There will be at least 2 PRs to implement it.

  • [x] Use registry to manage datasets. (#924)
  • [x] Use a list of transforms to define the data pre-processing pipeline. (#935)

The dataset definition will look like this.

from .coco import CocoDataset
from .registry import DATASETS


@DATASETS.register_module
class MyDataset(CocoDataset):

    CLASSES = ('class1', 'class2', 'class3')

    def __init__(self,
                 ann_file,
                 pipeline,
                 img_prefix=None,
                 seg_prefix=None,
                 proposal_file=None,
                 test_mode=False):
        pass

The config file will look like this.

train_pipeline = [
    dict(type='LoadImage'),
    dict(type='LoadAnnotations', with_bbox=True, with_mask=False),
    dict(type='Resize', img_scale=(1333, 800), keep_ratio=True),
    dict(type='RandomFlip', flip_ratio=0.5),
    dict(type='Normalize', **img_norm_cfg),
    dict(type='Pad', size_divisor=32),
    dict(type='ImageToTensor', keys=['img']),
    dict(type='ToTensor', keys=['gt_bboxes', 'gt_labels']),
    dict(
        type='ToDataContainer',
        fields=[
            dict(key='img', stack=True),
            dict(key='gt_bboxes'),
            dict(key='gt_labels')
        ]),
    dict(type='Collect', keys=['img', 'gt_bboxes', 'gt_labels']),
]
train_set = dict(
    type='CocoDataset',
    ann_file=data_root + 'annotations/instances_train2017.json',
    img_prefix=data_root + 'train2017/',
    pipeline=train_pipeline)

Most helpful comment

@hellock Is there any posibility of making data_root overridable via cmd line argument with any changes to the dataset api/config?

In order to use absolute paths for dataset locations and not have data within PWD one must modify/duplicate the config files. For numerous reasons I do not feel that linking datasets into the current dir is a good solution. It works for some people, but has drawbacks.

It'd be nice to be able to python tools/train.py ${CONFIG_FILE} --data_root /abs/path/to/data/root and override the default ./data/dataset prefix. Very similary to how work_dir arg works, and I think it's a valid option for the same reasons you want to specify work_dir.

A change to suppor this withi minimal impact would require:

  1. moving data_root + ann_file/img_prefix concat out of the config py files and into CustomDataset.__init__ with data_root added as an arg so that data_root can be overriden
    def __init__(self,
                 data_root,
                 ann_file,
                 img_prefix,
                 img_scale,
                 ...):
        # prefix of images path
        self.img_prefix = data_root + img_prefix
        ann_file = data_root + ann_file
  1. override cfg.data_root from arg in tool scripts as with work_dir

All 9 comments

This will be a great improvement! It would be great to make it doable through config files also.

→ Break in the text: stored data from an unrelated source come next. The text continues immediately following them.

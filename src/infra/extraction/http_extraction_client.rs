use async_trait::async_trait;
use reqwest::header::{HeaderMap, HeaderValue, CONTENT_TYPE, USER_AGENT};
use reqwest::{Client, StatusCode};
use serde_json::json;

use super::api_config::ApiConfig;
use crate::core::extraction::{
    ErrorResponseBody, ExtractFilesResponse, ExtractionClient, ExtractionError,
};

/// HTTP client for the extraction backend. One POST per call, no retries,
/// no timeout.
pub struct HttpExtractionClient {
    client: Client,
    config: ApiConfig,
}

impl HttpExtractionClient {
    pub fn new(config: ApiConfig) -> Result<Self, ExtractionError> {
        let mut headers = HeaderMap::new();
        headers.insert(CONTENT_TYPE, HeaderValue::from_static("application/json"));
        headers.insert(USER_AGENT, HeaderValue::from_static("DriveFolderClient/0.1"));

        let client = Client::builder()
            .default_headers(headers)
            .build()
            .map_err(|e| ExtractionError::Transport(e.to_string()))?;

        Ok(Self { client, config })
    }

    /// Map a finished response onto the result or one of the error variants.
    ///
    /// Kept free of I/O so every branch can be tested without a server.
    fn interpret_response(
        status: StatusCode,
        body: &str,
    ) -> Result<ExtractFilesResponse, ExtractionError> {
        if !status.is_success() {
            return match serde_json::from_str::<ErrorResponseBody>(body) {
                Ok(payload) => Err(ExtractionError::Service {
                    code: payload.error.code,
                    message: payload.error.message.unwrap_or_default(),
                    details: payload.error.details,
                }),
                Err(_) => Err(ExtractionError::UnexpectedResponse {
                    status: status.as_u16(),
                }),
            };
        }

        serde_json::from_str(body).map_err(|e| ExtractionError::MalformedBody(e.to_string()))
    }
}

#[async_trait]
impl ExtractionClient for HttpExtractionClient {
    async fn extract(&self, folder_input: &str) -> Result<ExtractFilesResponse, ExtractionError> {
        let url = self
            .config
            .extract_url()
            .ok_or(ExtractionError::NotConfigured)?;

        let payload = json!({ "folderUrl": folder_input.trim() });
        tracing::debug!(%url, "POST extract request");

        let resp = self
            .client
            .post(&url)
            .json(&payload)
            .send()
            .await
            .map_err(|e| ExtractionError::Transport(e.to_string()))?;

        let status = resp.status();
        let body = resp
            .text()
            .await
            .map_err(|e| ExtractionError::Transport(e.to_string()))?;

        let result = Self::interpret_response(status, &body);
        match &result {
            Err(ExtractionError::Service { code, details, .. }) => {
                tracing::warn!(?code, %status, "Extraction service reported an error");
                tracing::debug!(?details, "Error details");
            }
            Err(ExtractionError::UnexpectedResponse { status }) => {
                tracing::warn!(status, "Failure response without an error body");
            }
            _ => {}
        }
        result
    }
}
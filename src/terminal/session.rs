// Interactive session and one-shot mode.
//
// Following the same pattern as the page itself:
// 1. Read one line of input
// 2. Call the page controller (or link copier)
// 3. Print the resulting page
//
// Submissions run on their own task so the prompt stays usable while a
// request is pending. The controller decides whether a submission counts.
// The loop does not return until every spawned submission has finished.

use std::io::Write as _;
use std::sync::Arc;

use anyhow::Context;
use tokio::io::{AsyncBufRead, AsyncBufReadExt, BufReader};
use tokio::task::JoinSet;

use super::commands::{parse_command, Command, HELP_TEXT};
use super::page_view::{render_header, render_page};
use crate::core::export::{ExportError, ExportSink};
use crate::core::extraction::{DriveFile, ExtractionClient};
use crate::core::links::{ClipboardWriter, LinkCopier};
use crate::core::page::{ExportOutcome, PageController, PageSnapshot, SubmitOutcome};

pub struct Session<C: ExtractionClient, S: ExportSink, W: ClipboardWriter> {
    page: Arc<PageController<C, S>>,
    copier: Arc<LinkCopier<W>>,
}

impl<C, S, W> Session<C, S, W>
where
    C: ExtractionClient + 'static,
    S: ExportSink + 'static,
    W: ClipboardWriter + 'static,
{
    pub fn new(page: PageController<C, S>, copier: LinkCopier<W>) -> Self {
        Self {
            page: Arc::new(page),
            copier: Arc::new(copier),
        }
    }

    fn render(page: &PageSnapshot, copier: &LinkCopier<W>) -> String {
        render_page(page, &|link: &str, default: &'static str| {
            copier.label(link, default)
        })
    }

    /// Submit once, print the page, optionally export. Returns whether the
    /// extraction succeeded.
    pub async fn run_once(&self, folder: &str, export: bool) -> anyhow::Result<bool> {
        let outcome = self.page.submit(folder).await;
        let snapshot = self.page.snapshot().await;
        print!("{}", Self::render(&snapshot, &self.copier));

        let ok = match outcome {
            SubmitOutcome::Extracted { file_count } => {
                tracing::debug!(file_count, "One-shot extraction done");
                true
            }
            _ => false,
        };
        if ok && export {
            println!("{}", export_message(self.page.export().await));
        }
        Ok(ok)
    }

    /// Read commands from stdin until `quit` or end of input.
    pub async fn run_interactive(&self) -> anyhow::Result<()> {
        println!("{}", render_header());
        println!("Type `help` for commands.");
        self.run_lines(BufReader::new(tokio::io::stdin())).await
    }

    /// Command loop over any line source. Submissions still in flight when
    /// the input ends are awaited, so their results are always applied.
    async fn run_lines<R>(&self, input: R) -> anyhow::Result<()>
    where
        R: AsyncBufRead + Unpin,
    {
        let mut submissions = JoinSet::new();
        let mut lines = input.lines();
        loop {
            print!("> ");
            std::io::stdout().flush().context("Failed to flush stdout")?;

            let Some(line) = lines.next_line().await.context("Failed to read input")? else {
                break;
            };

            // Reap finished submissions
            while submissions.try_join_next().is_some() {}

            let command = match parse_command(&line) {
                Ok(command) => command,
                Err(e) => {
                    println!("{}", e);
                    continue;
                }
            };

            match command {
                Command::Quit => break,
                Command::Help => println!("{}", HELP_TEXT),
                Command::List => {
                    let snapshot = self.page.snapshot().await;
                    print!("{}", Self::render(&snapshot, &self.copier));
                }
                Command::Export => println!("{}", export_message(self.page.export().await)),
                Command::View(n) => match self.file_at(n).await {
                    Ok(file) => println!("{}", file.view_url),
                    Err(msg) => println!("{}", msg),
                },
                Command::Download(n) => match self.file_at(n).await {
                    Ok(file) => println!("{}", file.download_url),
                    Err(msg) => println!("{}", msg),
                },
                Command::Copy(n) => match self.file_at(n).await {
                    Ok(file) => {
                        // Failures are silent: no "Copied!" and no error line
                        if self.copier.copy(&file.view_url).await {
                            println!("Copied!");
                        }
                    }
                    Err(msg) => println!("{}", msg),
                },
                Command::Submit(text) => self.spawn_submit(&mut submissions, text),
            }
        }

        if !submissions.is_empty() {
            tracing::debug!(pending = submissions.len(), "Waiting for pending extraction");
        }
        while let Some(joined) = submissions.join_next().await {
            if let Err(e) = joined {
                tracing::error!("Submission task failed: {}", e);
            }
        }

        Ok(())
    }

    fn spawn_submit(&self, submissions: &mut JoinSet<()>, text: String) {
        let page = Arc::clone(&self.page);
        let copier = Arc::clone(&self.copier);
        submissions.spawn(async move {
            match page.submit(&text).await {
                SubmitOutcome::Ignored => {
                    println!("An extraction is already in progress; submission ignored.");
                }
                _ => {
                    let snapshot = page.snapshot().await;
                    print!("\n{}", Self::render(&snapshot, &copier));
                    print!("> ");
                    let _ = std::io::stdout().flush();
                }
            }
        });
    }

    async fn file_at(&self, n: usize) -> Result<DriveFile, String> {
        let snapshot = self.page.snapshot().await;
        file_at(&snapshot, n).cloned()
    }
}

/// Look up a 1-based row.
fn file_at(page: &PageSnapshot, n: usize) -> Result<&DriveFile, String> {
    if page.files.is_empty() {
        return Err("No files yet. Paste a folder link first.".to_string());
    }
    n.checked_sub(1)
        .and_then(|i| page.files.get(i))
        .ok_or_else(|| format!("No file #{}. The list has {} file(s).", n, page.files.len()))
}

fn export_message(result: Result<ExportOutcome, ExportError>) -> String {
    match result {
        Ok(ExportOutcome::Saved(path)) => format!("Saved {}", path.display()),
        Ok(ExportOutcome::Disabled) => "Nothing to export yet.".to_string(),
        Err(e) => {
            tracing::error!("Export failed: {}", e);
            e.to_string()
        }
    }
}

#[cfg(test)]
mod tests {
    use super::*;
    use crate::core::export::ExportDocument;
    use crate::core::extraction::extraction_models::ExtractSource;
    use crate::core::extraction::{ExtractFilesResponse, ExtractionError};
    use crate::core::links::ClipboardError;
    use async_trait::async_trait;
    use std::path::PathBuf;
    use std::sync::Mutex;
    use std::time::Duration;

    const LINK: &str = "https://drive.google.com/drive/folders/ABC123";

    /// Backend that takes a second to answer every request.
    struct SlowClient {
        inputs: Arc<Mutex<Vec<String>>>,
    }

    #[async_trait]
    impl ExtractionClient for SlowClient {
        async fn extract(
            &self,
            folder_input: &str,
        ) -> Result<ExtractFilesResponse, ExtractionError> {
            self.inputs.lock().unwrap().push(folder_input.to_string());
            tokio::time::sleep(Duration::from_secs(1)).await;
            Ok(ExtractFilesResponse {
                folder_id: "ABC123".to_string(),
                source: ExtractSource::Public,
                files: page_with(1).files,
                message: None,
            })
        }
    }

    struct RecordingSink {
        saved: Arc<Mutex<Vec<String>>>,
    }

    #[async_trait]
    impl ExportSink for RecordingSink {
        async fn save(&self, document: &ExportDocument) -> Result<PathBuf, ExportError> {
            self.saved.lock().unwrap().push(document.contents.clone());
            Ok(PathBuf::from(document.file_name))
        }
    }

    struct RecordingClipboard {
        texts: Arc<Mutex<Vec<String>>>,
    }

    #[async_trait]
    impl ClipboardWriter for RecordingClipboard {
        async fn write_text(&self, text: &str) -> Result<(), ClipboardError> {
            self.texts.lock().unwrap().push(text.to_string());
            Ok(())
        }
    }

    struct Recorded {
        inputs: Arc<Mutex<Vec<String>>>,
        saved: Arc<Mutex<Vec<String>>>,
        copied: Arc<Mutex<Vec<String>>>,
    }

    fn session() -> (Session<SlowClient, RecordingSink, RecordingClipboard>, Recorded) {
        let recorded = Recorded {
            inputs: Arc::default(),
            saved: Arc::default(),
            copied: Arc::default(),
        };
        let page = PageController::new(
            SlowClient {
                inputs: Arc::clone(&recorded.inputs),
            },
            RecordingSink {
                saved: Arc::clone(&recorded.saved),
            },
        );
        let copier = LinkCopier::new(RecordingClipboard {
            texts: Arc::clone(&recorded.copied),
        });
        (Session::new(page, copier), recorded)
    }

    #[tokio::test(start_paused = true)]
    async fn test_pending_submission_finishes_after_input_ends() {
        let (session, recorded) = session();
        let input = format!("{}\n", LINK);

        session.run_lines(input.as_bytes()).await.unwrap();

        let snapshot = session.page.snapshot().await;
        assert!(!snapshot.loading);
        assert_eq!(snapshot.folder_id.as_deref(), Some("ABC123"));
        assert_eq!(snapshot.files.len(), 1);
        assert_eq!(recorded.inputs.lock().unwrap().as_slice(), [LINK]);
    }

    #[tokio::test(start_paused = true)]
    async fn test_quit_stops_reading_but_keeps_pending_submission() {
        let (session, recorded) = session();
        let input = format!("help\n{}\nquit\nsecond-folder\n", LINK);

        session.run_lines(input.as_bytes()).await.unwrap();

        assert_eq!(recorded.inputs.lock().unwrap().as_slice(), [LINK]);
        let snapshot = session.page.snapshot().await;
        assert_eq!(snapshot.folder_id.as_deref(), Some("ABC123"));
    }

    #[tokio::test(start_paused = true)]
    async fn test_copy_and_export_use_current_results() {
        let (session, recorded) = session();
        session
            .run_lines(format!("{}\n", LINK).as_bytes())
            .await
            .unwrap();

        session
            .run_lines(&b"copy 1\nexport\nview 9\n"[..])
            .await
            .unwrap();

        assert_eq!(
            recorded.copied.lock().unwrap().as_slice(),
            ["https://x/view/0"]
        );
        let saved = recorded.saved.lock().unwrap();
        assert_eq!(saved.len(), 1);
        assert!(saved[0].contains("file0.txt"));
        assert!(session.copier.is_copied("https://x/view/0"));
    }

    fn page_with(count: usize) -> PageSnapshot {
        PageSnapshot {
            folder_id: Some("F".to_string()),
            files: (0..count)
                .map(|i| DriveFile {
                    id: i.to_string(),
                    name: format!("file{}.txt", i),
                    mime_type: "text/plain".to_string(),
                    view_url: format!("https://x/view/{}", i),
                    download_url: format!("https://x/dl/{}", i),
                })
                .collect(),
            ..Default::default()
        }
    }

    #[test]
    fn test_file_at_is_one_based() {
        let page = page_with(2);
        assert_eq!(file_at(&page, 1).unwrap().id, "0");
        assert_eq!(file_at(&page, 2).unwrap().id, "1");
        assert_eq!(
            file_at(&page, 3).unwrap_err(),
            "No file #3. The list has 2 file(s)."
        );
        assert!(file_at(&page, 0).is_err());
    }

    #[test]
    fn test_file_at_without_results() {
        assert_eq!(
            file_at(&page_with(0), 1).unwrap_err(),
            "No files yet. Paste a folder link first."
        );
    }

    #[test]
    fn test_export_messages() {
        assert_eq!(
            export_message(Ok(ExportOutcome::Saved(PathBuf::from("out/drive-files.xls")))),
            "Saved out/drive-files.xls"
        );
        assert_eq!(
            export_message(Ok(ExportOutcome::Disabled)),
            "Nothing to export yet."
        );
        assert_eq!(
            export_message(Err(ExportError::Write("disk full".to_string()))),
            "Failed to write export file: disk full"
        );
    }
}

I'd love to help on this as I had to jump through a few hoops to get our own dataset format to work. Here are some suggestions:

  • Don't assume the __init__ function signature is going to be the same for all dataset formats, e.g. using an LMDB file doesn't require img_prefix or seg_prefix.
  • Think about hiding some details from the config file. As a user, I wouldn't know the detail that img needs stack=True for ToDataContainer. Also, this wouldn't usually change between runs. I've gotten around this by implementing certain settings as class-variables of the dataset class.

@dseuss Thanks for your suggestions! Good points.

  1. For the signatures of __init__ method, I have considered using only two arguments such as loader and pipeline. The annoying thing is that we want to provide a simple api for using multiple datasets. A common example is that the training set of COCO 2014 usually consists of two parts, 2014train and 2014valminusminival. We need to use ConcatDataset to wrap them, as in this line. The config files can be simply as follows.
train_set = dict(
    type='CocoDataset',
    ann_files = ['ann_file1', 'ann_file2']
    img_prefix = ['prefix1', 'prefix2'], 
    # or just the same prefix
    # img_prefix = 'some prefix'
    pipeline=train_pipeline)
  1. I agree that we should hide as much details as possible, but it sometimes conflicts with flexibility. We cannot use the key img to determine whether to stack it or not, since there may be other fields like img1 and img2. There may also be other fields which is also 3-dim, so we cannot use the dimension to decide the stacking behavior. Thus we just leave the argument in the config file.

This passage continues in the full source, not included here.